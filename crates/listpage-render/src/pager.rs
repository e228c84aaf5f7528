//! Front object for rendering a paginated listing
//!
//! A [`Pager`] bundles the pagination state with everything needed to
//! display it. Build it when the request arrives, run the data query with
//! its page and page size, record the counts, then ask for the viewing text
//! and the page links.

use crate::i18n::MessageCatalog;
use crate::links::{LinkDescriptor, page_links};
use crate::page_url::PageUrlTemplate;
use crate::render::{OutputMode, render_links_html};
use crate::text::viewing_text;
use listpage_core::{
	KeyFilter, LinkSettings, PaginationSettings, PaginationState, ParamSource, QueryParams,
	ResultCounts, Result,
};
use std::io::Write;

/// Pagination state plus the URL template, link settings and catalog used to display it
///
/// # Examples
///
/// ```
/// use listpage_core::{NoFilter, PaginationSettings, Totals};
/// use listpage_render::{OutputMode, Pager};
///
/// let mut pager = Pager::from_url(
///     "http://example.com/books?per_page=5&paged=2",
///     &PaginationSettings::default(),
///     &NoFilter,
/// )
/// .unwrap();
/// pager.setup_query(&Totals::from_count(12, 5));
///
/// let text = pager
///     .currently_viewing_text(OutputMode::Return, &mut std::io::sink())
///     .unwrap();
/// assert_eq!(text.as_deref(), Some("Viewing 6 - 10 of a total of 12"));
/// ```
#[derive(Debug, Clone)]
pub struct Pager {
	state: PaginationState,
	template: PageUrlTemplate,
	links: LinkSettings,
	catalog: MessageCatalog,
}

impl Pager {
	/// Creates a pager for a state read from the request at `current_url`
	pub fn new(state: PaginationState, current_url: &str, links: LinkSettings) -> Result<Self> {
		let template = PageUrlTemplate::for_state(current_url, &state)?;
		Ok(Self {
			state,
			template,
			links,
			catalog: MessageCatalog::default(),
		})
	}

	/// Reads the pagination parameters from `params` and builds links from `current_url`
	pub fn from_request(
		params: &impl ParamSource,
		current_url: &str,
		settings: &PaginationSettings,
		filter: &impl KeyFilter,
	) -> Result<Self> {
		let state = PaginationState::from_request(params, settings, filter);
		Self::new(state, current_url, settings.links.clone())
	}

	/// Like [`from_request`](Self::from_request), taking the parameters from the URL's query string
	pub fn from_url(
		current_url: &str,
		settings: &PaginationSettings,
		filter: &impl KeyFilter,
	) -> Result<Self> {
		let query = current_url
			.split_once('?')
			.map(|(_, query)| query.split_once('#').map_or(query, |(q, _)| q))
			.unwrap_or_default();
		Self::from_request(&QueryParams::from_query(query), current_url, settings, filter)
	}

	pub fn with_catalog(mut self, catalog: MessageCatalog) -> Self {
		self.catalog = catalog;
		self
	}

	/// Records the result counts of the executed query
	pub fn setup_query(&mut self, counts: &impl ResultCounts) {
		self.state.setup_query(counts);
	}

	pub fn state(&self) -> &PaginationState {
		&self.state
	}

	pub fn template(&self) -> &PageUrlTemplate {
		&self.template
	}

	pub fn viewing_text(&self) -> Result<String> {
		viewing_text(&self.state, &self.catalog)
	}

	/// The page-link sequence, with previous/next labels translated by the catalog
	pub fn links(&self) -> Result<Vec<LinkDescriptor>> {
		let links = LinkSettings {
			prev_text: self.catalog.translate(&self.links.prev_text).to_string(),
			next_text: self.catalog.translate(&self.links.next_text).to_string(),
			..self.links.clone()
		};
		page_links(&self.state, &self.template, &links)
	}

	pub fn links_html(&self) -> Result<String> {
		Ok(render_links_html(&self.links()?))
	}

	/// Echoes or returns the "Viewing X - Y of a total of Z" line
	pub fn currently_viewing_text(
		&self,
		mode: OutputMode,
		out: &mut impl Write,
	) -> Result<Option<String>> {
		mode.emit(self.viewing_text()?, out)
	}

	/// Echoes or returns the page links as HTML
	pub fn paginate_links(&self, mode: OutputMode, out: &mut impl Write) -> Result<Option<String>> {
		mode.emit(self.links_html()?, out)
	}
}
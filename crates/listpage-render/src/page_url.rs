//! Page URLs built from the current request URL
//!
//! Every page link points at the current path with the paged key set to the
//! target page. Other query parameters of the request are carried over and
//! the items-per-page value is re-appended so the page size survives
//! navigation.

use listpage_core::{Error, PaginationState, QueryKeys, Result};
use std::fmt;
use url::Url;
use url::form_urlencoded::{Serializer, byte_serialize};

/// Token standing in for the page number in a URL template
pub const PAGE_PLACEHOLDER: &str = "%#%";

/// The URL of the request being rendered
#[derive(Debug, Clone, PartialEq, Eq)]
pub struct RequestUrl {
	pub secure: bool,
	pub host: String,
	/// Path and query string, e.g. `/books/?paged=2`
	pub request_uri: String,
}

impl RequestUrl {
	pub fn new(secure: bool, host: impl Into<String>, request_uri: impl Into<String>) -> Self {
		Self {
			secure,
			host: host.into(),
			request_uri: request_uri.into(),
		}
	}
}

impl fmt::Display for RequestUrl {
	fn fmt(&self, f: &mut fmt::Formatter<'_>) -> fmt::Result {
		let scheme = if self.secure { "https" } else { "http" };
		write!(f, "{}://{}{}", scheme, self.host, self.request_uri)
	}
}

/// Builds the URL of any page of a listing
///
/// # Examples
///
/// ```
/// use listpage_core::QueryKeys;
/// use listpage_render::page_url::PageUrlTemplate;
///
/// let current = "https://example.com/books?genre=sf&paged=3";
/// let template = PageUrlTemplate::new(current, &QueryKeys::default(), 20).unwrap();
/// assert_eq!(
///     template.url_for(4),
///     "https://example.com/books/?paged=4&genre=sf&per_page=20"
/// );
/// ```
#[derive(Debug, Clone, PartialEq, Eq)]
pub struct PageUrlTemplate {
	base: Url,
	keys: QueryKeys,
	per_page: usize,
	preserved: Vec<(String, String)>,
}

impl PageUrlTemplate {
	/// Creates a template from the current URL
	///
	/// Relative URLs such as `/books?genre=sf` are resolved against
	/// `http://localhost`.
	pub fn new(current_url: &str, keys: &QueryKeys, per_page: usize) -> Result<Self> {
		let url = parse_lenient(current_url)?;

		let preserved = url
			.query_pairs()
			.filter(|(key, _)| !keys.contains(key))
			.map(|(key, value)| (key.into_owned(), value.into_owned()))
			.collect();

		let mut base = url;
		base.set_query(None);
		base.set_fragment(None);
		if !base.path().ends_with('/') {
			let path = format!("{}/", base.path());
			base.set_path(&path);
		}

		Ok(Self {
			base,
			keys: keys.clone(),
			per_page,
			preserved,
		})
	}

	/// Creates a template using the keys and page size of `state`
	pub fn for_state(current_url: &str, state: &PaginationState) -> Result<Self> {
		Self::new(current_url, state.keys(), state.per_page())
	}

	/// The current URL without query or fragment, with a trailing slash
	pub fn base(&self) -> &str {
		self.base.as_str()
	}

	/// Query parameters carried over from the current URL
	pub fn preserved(&self) -> &[(String, String)] {
		&self.preserved
	}

	/// The page URL with [`PAGE_PLACEHOLDER`] in place of the page number
	pub fn template(&self) -> String {
		let mut rest = Serializer::new(String::new());
		rest.extend_pairs(&self.preserved);
		rest.append_pair(&self.keys.per_page, &self.per_page.to_string());

		format!(
			"{}?{}={}&{}",
			self.base,
			byte_serialize(self.keys.paged.as_bytes()).collect::<String>(),
			PAGE_PLACEHOLDER,
			rest.finish()
		)
	}

	/// The URL of `page`
	pub fn url_for(&self, page: usize) -> String {
		self.template().replace(PAGE_PLACEHOLDER, &page.to_string())
	}
}

fn parse_lenient(raw: &str) -> Result<Url> {
	let parsed = match Url::parse(raw) {
		Err(url::ParseError::RelativeUrlWithoutBase) => {
			Url::parse("http://localhost/").and_then(|base| base.join(raw))
		}
		other => other,
	};

	let url = parsed.map_err(|e| Error::InvalidUrl(format!("{raw}: {e}")))?;
	if url.cannot_be_a_base() {
		return Err(Error::InvalidUrl(format!("{raw}: URL has no path to paginate")));
	}
	Ok(url)
}
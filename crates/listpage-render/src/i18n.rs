//! Message catalog and positional formatting for display strings

use std::collections::HashMap;
use std::fmt::Write as _;

/// Translations of display strings for one locale
///
/// Lookups fall back to the untranslated message, so an empty catalog
/// renders the built-in English strings.
///
/// # Example
/// ```
/// use listpage_render::i18n::MessageCatalog;
///
/// let mut catalog = MessageCatalog::new("fr");
/// catalog.add_translation("Next", "Suivant");
///
/// assert_eq!(catalog.translate("Next"), "Suivant");
/// assert_eq!(catalog.translate("Previous"), "Previous");
/// ```
#[derive(Debug, Clone, Default)]
pub struct MessageCatalog {
	locale: String,
	messages: HashMap<String, String>,
}

impl MessageCatalog {
	/// Create a new message catalog for the given locale
	pub fn new(locale: &str) -> Self {
		Self {
			locale: locale.to_string(),
			messages: HashMap::new(),
		}
	}

	/// Get the locale for this catalog
	pub fn locale(&self) -> &str {
		&self.locale
	}

	/// Add a simple translation
	pub fn add_translation(&mut self, message: impl Into<String>, translation: impl Into<String>) {
		self.messages.insert(message.into(), translation.into());
	}

	/// Builder form of [`add_translation`](Self::add_translation)
	pub fn with_translation(
		mut self,
		message: impl Into<String>,
		translation: impl Into<String>,
	) -> Self {
		self.add_translation(message, translation);
		self
	}

	/// Translate a message, falling back to the message itself
	pub fn translate<'a>(&'a self, message: &'a str) -> &'a str {
		self.messages
			.get(message)
			.map(String::as_str)
			.unwrap_or(message)
	}

	pub fn len(&self) -> usize {
		self.messages.len()
	}

	pub fn is_empty(&self) -> bool {
		self.messages.is_empty()
	}
}

enum Placeholder {
	Percent,
	Next,
	Position(usize),
}

// Parses the text after a '%'. Returns the placeholder and the bytes it used.
fn parse_placeholder(rest: &[u8]) -> Option<(Placeholder, usize)> {
	match *rest.first()? {
		b'%' => Some((Placeholder::Percent, 1)),
		b'd' => Some((Placeholder::Next, 1)),
		b'0'..=b'9' => {
			let digits = rest.iter().take_while(|b| b.is_ascii_digit()).count();
			if rest.get(digits) != Some(&b'$') || rest.get(digits + 1) != Some(&b'd') {
				return None;
			}
			let position = std::str::from_utf8(&rest[..digits]).ok()?.parse().ok()?;
			Some((Placeholder::Position(position), digits + 2))
		}
		_ => None,
	}
}

/// Substitutes integer arguments into a printf-style template
///
/// Supports positional `%1$d` placeholders, sequential `%d` and `%%`.
/// A placeholder that is malformed or refers to a missing argument is
/// copied through unchanged.
///
/// # Examples
///
/// ```
/// use listpage_render::i18n::format_positional;
///
/// assert_eq!(format_positional("%2$d of %1$d", &[3, 1]), "1 of 3");
/// assert_eq!(format_positional("%d%%", &[50]), "50%");
/// assert_eq!(format_positional("%4$d", &[1]), "%4$d");
/// ```
pub fn format_positional(template: &str, args: &[usize]) -> String {
	let bytes = template.as_bytes();
	let mut out = String::with_capacity(template.len() + 16);
	let mut next_arg = 0;
	let mut literal_start = 0;
	let mut i = 0;

	while i < bytes.len() {
		if bytes[i] != b'%' {
			i += 1;
			continue;
		}
		out.push_str(&template[literal_start..i]);

		match parse_placeholder(&bytes[i + 1..]) {
			Some((Placeholder::Percent, used)) => {
				out.push('%');
				i += 1 + used;
			}
			Some((Placeholder::Next, used)) if next_arg < args.len() => {
				let _ = write!(out, "{}", args[next_arg]);
				next_arg += 1;
				i += 1 + used;
			}
			Some((Placeholder::Position(n), used)) if (1..=args.len()).contains(&n) => {
				let _ = write!(out, "{}", args[n - 1]);
				i += 1 + used;
			}
			_ => {
				out.push('%');
				i += 1;
			}
		}
		literal_start = i;
	}

	out.push_str(&template[literal_start..]);
	out
}

#[cfg(test)]
mod tests {
	use super::*;
	use rstest::rstest;

	#[rstest]
	#[case(
		"Viewing %1$d - %2$d of a total of %3$d",
		&[6, 10, 12],
		"Viewing 6 - 10 of a total of 12"
	)]
	#[case("%3$d items, showing %1$d-%2$d", &[1, 10, 25], "25 items, showing 1-10")]
	#[case("%d and %d", &[4, 5], "4 and 5")]
	#[case("%d and %d", &[4], "4 and %d")]
	#[case("100%% sure", &[], "100% sure")]
	#[case("%0$d", &[1], "%0$d")]
	#[case("%1$s", &[1], "%1$s")]
	#[case("trailing %", &[1], "trailing %")]
	#[case("Página %1$d · %2$d", &[2, 9], "Página 2 · 9")]
	fn test_format_positional(
		#[case] template: &str,
		#[case] args: &[usize],
		#[case] expected: &str,
	) {
		assert_eq!(format_positional(template, args), expected);
	}

	#[rstest]
	fn test_huge_position_is_left_verbatim() {
		let template = "%99999999999999999999999$d";
		assert_eq!(format_positional(template, &[1]), template);
	}

	#[rstest]
	fn test_catalog_builder() {
		let catalog = MessageCatalog::new("de").with_translation("a", "b");
		assert_eq!(catalog.locale(), "de");
		assert_eq!(catalog.len(), 1);
		assert_eq!(catalog.translate("a"), "b");
	}
}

-----

**Task objective**
Find the word "expected" in the entries above and gather every line that holds it.

**Output for this task**
		#[case] expected: &str,
		assert_eq!(format_positional(template, args), expected);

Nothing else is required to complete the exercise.